As good as both Anthony Mackie and Brian Geraghty are (and they are good, very good), however, this is definitely Jeremy Renner’s show, and he delivers beautifully. The film opens with a quote: “War is a drug.” Renner’s SSgt. James is the embodiment of this. He has a wife and a child at home, and yet in spite of that, he seems to enjoy putting himself in danger. The idea that his kid could grow up without a father doesn’t seem to be the number one factor in his mind. “What’s the best way to diffuse a bomb?” he’s asked at one point. “The way you don’t die, sir,” he replies. Yet although he at first seems like no more than just this gung-ho cowboy we see, through the film we discover there’s more to him than simply that. He cares about his team, and despite his apparent death wish, it is not death that is the drug for him. It is the bombs. In one of the most emotionally powerful scenes, we see the compassion he has as he gives up a drink of juice for Sanborn, despite the fact that he must be just as thirsty, waiting in the desert for hours.

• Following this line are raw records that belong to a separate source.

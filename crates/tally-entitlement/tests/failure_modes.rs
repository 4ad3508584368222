//! Scheduling aborts, swallowed publish failures, duplicate cancels and
//! concurrent writers.

#![allow(missing_docs, unused_results)]

mod common;

use std::sync::Arc;

use assert_matches::assert_matches;
use chrono::{DateTime, Utc};
use rusqlite::Connection;
use tally_core::CallContext;
use tally_core::logging::capture_logs;
use tally_entitlement::sqlite::repositories::{BusEventRepo, EventRepo};
use tally_entitlement::{
    BusError, BusEvent, BundleData, EntitlementError, EventBus, EventType, NotificationKey,
    NotificationQueue, ProductCategory, QueueError, SubscriptionData, SubscriptionStatus,
};
use tracing::Level;

use common::{Harness, at, ctx, tenant};

struct OfflineQueue;

impl NotificationQueue for OfflineQueue {
    fn record_future_notification(
        &self,
        _conn: &Connection,
        _effective_date: DateTime<Utc>,
        _key: &NotificationKey,
        _ctx: &CallContext,
        _now: DateTime<Utc>,
    ) -> Result<(), QueueError> {
        Err(QueueError::Unavailable("queue unreachable".into()))
    }
}

struct OfflineBus;

impl EventBus for OfflineBus {
    fn post_from_transaction(
        &self,
        _conn: &Connection,
        _event: &BusEvent,
        _ctx: &CallContext,
        _now: DateTime<Utc>,
    ) -> Result<(), BusError> {
        Err(BusError::Unavailable("broker down".into()))
    }
}

#[test]
fn scheduling_failure_rolls_back_the_whole_write() {
    let h = Harness::with_backends(Some(Arc::new(OfflineQueue)), None);
    let bundle = h.bundle("acct-1", "key-1");
    let start = at(2021, 1, 1);
    let data = SubscriptionData::new(bundle.id.clone(), ProductCategory::Base, start, start);
    let create = h.factory(&data).create(at(2021, 1, 1), "silver", "evergreen");

    let err = h.coordinator.create_subscription(&data, &[create.clone()], &ctx()).unwrap_err();
    assert_matches!(
        err,
        EntitlementError::Scheduling { ref event_id, source: QueueError::Unavailable(_) }
            if event_id == create.id.as_str()
    );
    assert!(err.is_retryable());

    assert!(h.coordinator.get_subscription(&data.id, &tenant()).unwrap().is_none());
    assert!(h.coordinator.get_event(&create.id, &tenant()).unwrap().is_none());
    let conn = h.coordinator.pool().get().unwrap();
    assert!(BusEventRepo::list_for_account(&conn, &tenant()).unwrap().is_empty());
}

#[test]
fn publish_failure_is_logged_and_write_commits() {
    let (logs, _guard) = capture_logs();
    let h = Harness::with_backends(None, Some(Arc::new(OfflineBus)));
    let bundle = h.bundle("acct-1", "key-1");
    let data = h.subscription(&bundle, ProductCategory::Base, |f| {
        vec![f.create(at(2021, 1, 1), "silver", "evergreen")]
    });

    let sub = h.coordinator.get_subscription(&data.id, &tenant()).unwrap().unwrap();
    assert_eq!(sub.status, SubscriptionStatus::Active);
    assert!(logs.has_event(Level::WARN, "failed to post change notification"));
}

#[test]
fn two_pending_cancels_fail_uncancel() {
    let h = Harness::in_memory();
    let bundle = h.bundle("acct-1", "key-1");
    let data = h.subscription(&bundle, ProductCategory::Base, |f| {
        vec![f.create(at(2021, 1, 1), "silver", "evergreen")]
    });

    // Corrupt the timeline behind the coordinator's back.
    {
        let conn = h.coordinator.pool().get().unwrap();
        let factory = h.factory(&data);
        for month in [5, 6] {
            let cancel = factory.cancel(at(2021, month, 1));
            EventRepo::insert(&conn, &cancel, &ctx(), at(2021, 1, 1)).unwrap();
        }
    }

    let (logs, _guard) = capture_logs();
    let uncancel = h.factory(&data).uncancel(at(2021, 1, 1));
    let err = h.coordinator.uncancel_subscription(&data, &[uncancel.clone()], &ctx()).unwrap_err();
    assert_matches!(err, EntitlementError::DuplicateCancel { count: 2, .. });
    assert!(!err.is_retryable());
    assert!(logs.has_event(Level::ERROR, "entitlement write aborted"));
    assert_eq!(logs.count_at_level(Level::ERROR), 1);
    assert!(h.coordinator.get_event(&uncancel.id, &tenant()).unwrap().is_none());
}

#[test]
fn duplicate_event_id_is_rejected() {
    let h = Harness::in_memory();
    let bundle = h.bundle("acct-1", "key-1");
    let data = h.subscription(&bundle, ProductCategory::Base, |f| {
        vec![f.create(at(2021, 1, 1), "silver", "evergreen")]
    });
    let stored = h.coordinator.events_for_subscription(&data.id, &tenant()).unwrap();
    let mut replayed = stored[0].clone();
    replayed.record_id = None;

    let err = h.coordinator.recreate_subscription(&data, &[replayed], &ctx()).unwrap_err();
    assert_matches!(err, EntitlementError::DuplicateId(_));
}

#[test]
fn mismatched_event_subscription_is_rejected() {
    let h = Harness::in_memory();
    let bundle = h.bundle("acct-1", "key-1");
    let first = h.subscription(&bundle, ProductCategory::Base, |f| {
        vec![f.create(at(2021, 1, 1), "silver", "evergreen")]
    });
    let second = h.subscription(&bundle, ProductCategory::Standalone, |f| {
        vec![f.create(at(2021, 1, 1), "solo", "evergreen")]
    });

    let stray = h.factory(&second).plan_change(at(2021, 2, 1), "platinum", "evergreen");
    let err = h.coordinator.change_plan(&first, &[stray], &ctx()).unwrap_err();
    assert_matches!(err, EntitlementError::Validation(_));

    let err = h.coordinator.change_plan(&first, &[], &ctx()).unwrap_err();
    assert_matches!(err, EntitlementError::Validation(_));
}

#[test]
fn concurrent_cancels_leave_a_single_pending_cancel() {
    let h = Harness::on_disk();
    let bundle: BundleData = h.bundle("acct-1", "key-1");
    let data = h.subscription(&bundle, ProductCategory::Base, |f| {
        vec![f.create(at(2021, 1, 1), "silver", "evergreen")]
    });
    let cancels: Vec<_> = (1..=4u32)
        .map(|month| h.factory(&data).cancel(at(2021, month + 4, 1)))
        .collect();

    std::thread::scope(|scope| {
        for cancel in &cancels {
            let coordinator = &h.coordinator;
            let data = &data;
            scope.spawn(move || coordinator.cancel_subscription(data, cancel, 0, &ctx()).unwrap());
        }
    });

    let pending = h.coordinator.pending_events(&data.id, &tenant()).unwrap();
    assert_eq!(pending.len(), 1);
    assert_eq!(pending[0].event_type(), EventType::Cancel);
    let all = h.coordinator.events_for_subscription(&data.id, &tenant()).unwrap();
    assert_eq!(all.len(), 5);
}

That same scene is also one of the great examples of why The Hurt Locker succeeds so well. Kathryn Bigelow has crafted scenes that are perfect in how taut, tense, and suspenseful they are. The suspense never lifts up, even when all is said and done. But it is not just the idea that a bomb could potentially go off, or that someone could get shot and possibly die. It’s the thought that anyone in the street could be the person with the detonator, or the bomb hidden under his shirt. It’s frightening when crowds begin to form, or when a man videotapes the soldiers. Why is he videotaping them? Or when a man just has a cell phone. It could be a bomb detonator. The depictions she has are frighteningly real. It’s not that all of these people mean to do the soldiers harm, but it is the simple fact that the ones who do are impossible to tell apart from the ones who don’t. This is the reality that the men and women fighting in Iraq and Afghanistan deal with on a daily basis, and Bigelow deserves all the accolades she receives for her honest depiction of it.

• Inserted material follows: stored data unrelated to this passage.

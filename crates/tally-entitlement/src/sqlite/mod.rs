//! `SQLite` backend for the entitlement store.
//!
//! - **[`connection`]**: `r2d2` pool with WAL, foreign keys and busy-timeout
//!   pragmas on every connection.
//! - **[`migrations`]**: embedded, version-tracked schema.
//! - **[`row_types`]**: column conversions (millisecond instants, enum text).
//! - **[`repositories`]**: stateless repositories taking `&Connection`.

pub mod connection;
pub mod migrations;
pub mod repositories;
pub mod row_types;

pub use connection::{
    ConnectionConfig, ConnectionPool, MEMORY_PATH, PooledConnection, new_file, new_in_memory,
    open,
};
pub use migrations::{current_version, latest_version, run_migrations};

There is an undeniable skill in the way that Bigelow continues to raise the suspense, the doubt, and the awareness of the audience to the all-too-possible fatal outcome of every single encounter. The film is edited so skillfully that even the quick cuts that these days can seem so forced, don’t. And Bigelow is not afraid to linger, to examine her characters, and allow the audience a moment to take in the emotions swirling inside them: the fear, the anxiety, and even the adrenaline. She’s as interested in their internal struggles as she is their external ones. The film is also not just about the action and suspense. It’s worried with the way in which we as humans approach the idea of war itself. Bigelow is not afraid to be both upfront in her approach to the idea of war being not simply a way to die, but as a way to live. Things like “war is a drug,” Jeremy Renner’s character and his attachment to the thrill of bomb diffusion, and notice even the fact that in one seen, Eldridge is playing the video game “Gears of War.” Is war nothing but a game? Whether or not Bigelow is trying to answer this question, she is certainly looking at the gears that make war turn.

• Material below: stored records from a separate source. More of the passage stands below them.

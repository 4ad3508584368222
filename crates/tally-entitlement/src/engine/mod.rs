//! Pure state derivation: timeline replay, catalog rules and bundle assembly.

pub mod assembler;
pub mod catalog;
pub mod replay;

pub use assembler::{BundleAssembler, SubscriptionTimeline};
pub use catalog::{Catalog, StaticCatalog};
pub use replay::{replay, replay_with_overlay};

The Hurt Locker will go down as one of the great films of the decade, and will be remembered as the Platoon of this generation. Like Platoon, The Hurt Locker takes an honest yet uncompromising look at the conflict it’s depicting. It does not try to whitewash the realities, but at the same time refuses to apply a simplistic liberal or conservative interpretation of the conflict. Part of me feels as though this review doesn’t do justice to the film itself, and that it really must be seen to be understood in its entirety. The first time I saw it, I was humbled by the skill of its acting, directing, editing, and overall execution. The second time I saw it, my appreciation for those things was not only heightened, but I was awed by the sad and true power it leaves you with. Here at home in the United States, the conflicts in the Middle East are debated endlessly on political terms. But The Hurt Locker reminds us that over there, it’s not about politics. It’s not about shades of black of white, but really, shades of gray.